For severe RLS, opioids can be used as monotherapy or combination therapy. The benefits of oxycodone/naloxone prolonged release was shown in a randomised clinical trial, and so it is approved in many European countries as second-line therapy.44 Methadone is an option in those patients who fail dopaminergic medications or calcium channel α2δ ligands.36 45 Studies have shown that methadone, in contrast, shows neither augmentation nor major problems with continued efficacy after the first year of treatment.36 However, the current antiopioid climate can make these medicines difficult to use.

Benzodiazepines are sometimes used, but there is no strong evidence supporting their efficacy in RLS.46 They may help with insomnia associated with RLS.

A frequent mistake made in therapeutics is the incorrect timing of the chosen medication. Because of the pharmacokinetic properties, medications typically take time to become effective; for example, an immediate-release dopamine agonist may take 1–3 hours to become therapeutic. Therefore, for example, a patient experiencing symptom onset at 21:00 should take an initial dose by 19:00. Failure to give the medication at the appropriate time may be misinterpreted as medication failure. Early-onset RLS may require multiple small doses. Once the number of doses is determined, titrate to lowest dose that control symptoms. If monotherapy fails, combination therapy can be anecdotally effective. A low-dose dopamine agonist with either a calcium channel α2δ ligand or an opioid can be tried.

Management of augmentation

There are essentially no prospective data to guide therapy for augmentation, and treatment recommendations are largely based on expert opinion. From a preventative standpoint, a calcium channel α2δ ligand is a preferred over dopamine agonist as first-line therapy in a drug-naïve patient. If the patient is already taking a dopamine agonist and the symptoms are well controlled without augmentation, a decision can be made to either continue treatment with the dopamine agonist, provided that the dose is kept low without exceeding the recommended dose limit, or to switch to a calcium channel α2δ ligand early in the course of management. This decision can be made on an individual basis.
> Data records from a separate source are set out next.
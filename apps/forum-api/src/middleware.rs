//! # ミドルウェア
//!
//! - `auth`: Bearer トークンによる認証

pub mod auth;

pub use auth::{AuthenticatedUser, AuthnState, require_auth};
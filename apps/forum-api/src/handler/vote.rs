//! # 投票ハンドラ
//!
//! ## エンドポイント
//!
//! - `PUT /api/v1/questions/{question_id}/vote/{direction}` - 質問に投票
//! - `PUT /api/v1/answers/{answer_id}/vote/{direction}` - 回答に投票
//!
//! `direction` は `up` または `down`。それ以外は 400 を返す。
//! 同じ対象への 2 回目の投票は方向に関係なく 400 を返す。

use std::sync::Arc;

use axum::{
    Extension,
    Json,
    extract::{Path, State},
    http::StatusCode,
    response::IntoResponse,
};
use forum_domain::{answer::AnswerId, question::QuestionId, vote::Votable};
use forum_shared::ApiResponse;
use serde::Serialize;
use uuid::Uuid;

use super::question::QuestionDto;
use crate::{
    error::CoreError,
    middleware::AuthenticatedUser,
    usecase::{CastVoteInput, VoteUseCaseImpl},
};

/// 投票 API の共有状態
pub struct VoteState {
    pub usecase: VoteUseCaseImpl,
}

/// 投票結果レスポンス
#[derive(Debug, Serialize)]
pub struct VoteResultDto {
    pub question:    QuestionDto,
    /// 投票対象の更新後スコア
    pub score:       i64,
    /// 投票台帳から数えた純投票数（up - down）
    pub votes_count: i64,
}

/// PUT /api/v1/questions/{question_id}/vote/{direction}
#[tracing::instrument(skip_all, fields(user_id = %user.user_id, %question_id, %direction))]
pub async fn vote_question(
    State(state): State<Arc<VoteState>>,
    Extension(user): Extension<AuthenticatedUser>,
    Path((question_id, direction)): Path<(Uuid, String)>,
) -> Result<impl IntoResponse, CoreError> {
    let votable = Votable::Question(QuestionId::from_uuid(question_id));
    cast(&state, &user, votable, direction).await
}

/// PUT /api/v1/answers/{answer_id}/vote/{direction}
#[tracing::instrument(skip_all, fields(user_id = %user.user_id, %answer_id, %direction))]
pub async fn vote_answer(
    State(state): State<Arc<VoteState>>,
    Extension(user): Extension<AuthenticatedUser>,
    Path((answer_id, direction)): Path<(Uuid, String)>,
) -> Result<impl IntoResponse, CoreError> {
    let votable = Votable::Answer(AnswerId::from_uuid(answer_id));
    cast(&state, &user, votable, direction).await
}

async fn cast(
    state: &VoteState,
    user: &AuthenticatedUser,
    votable: Votable,
    direction: String,
) -> Result<(StatusCode, Json<ApiResponse<VoteResultDto>>), CoreError> {
    let outcome = state
        .usecase
        .cast_vote(&user.user_id, CastVoteInput { votable, direction })
        .await?;

    let response = ApiResponse::with_message(
        VoteResultDto {
            question:    QuestionDto::from(&outcome.question),
            score:       outcome.score,
            votes_count: outcome.votes_count,
        },
        "Vote added successfully",
    );
    Ok((StatusCode::OK, Json(response)))
}
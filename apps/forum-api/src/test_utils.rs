//! テストユーティリティ
//!
//! ユースケースとルーターのテストで共有するセットアップ。

mod forum_test_builder;

pub use forum_test_builder::{ForumTestBuilder, ForumTestSetup};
If the augmentation is mild, the dose can be moved to an earlier time of the day to capture early symptoms or the dose can be split to be taken earlier. Another option is to transition to a longer acting drug such as rotigotine transdermal patch.47

For established problematic augmentation, the dopaminergic drug needs to be stopped, which is usually very difficult. There are different strategies:

• One choice is to cross-titrate to a calcium channel α2δ ligand and increase the dose of an opioid gradually to match the symptoms. The opioid can sometimes be withdrawn several weeks later. The goal is to stop the dopamine agonist completely and to maintain on the calcium channel α2δ ligand.

• Another option is to stop the dopamine agonist completely without a cross titration. This will result in severe worsening of symptoms but for a shorter period, often 5–10 days. One reason to adopt this measure is that some patients after the washout period may no longer require therapy. If symptoms persist then a calcium channel α2δ ligand can be started at that point. This method can be tried in a highly motivated patient since the symptoms can be unbearable during the transition period and result in severe sleep deprivation.

If one is cannot achieve good symptom control with the above methods, then the patient can continue with a low-dose opioid such as oxycodone or methadone. If the serum ferritin concentration is low and has not responded to or intolerant to oral iron, intravenous iron infusions can be considered. If the plan is to stop the dopaminergic drug, it is best to give intravenous iron 2–3 weeks beforehand, as it takes that long to have peak effect. There are no data available on how long complete resolution of augmentation takes, but in our experience, several weeks might be needed before symptoms return to baseline.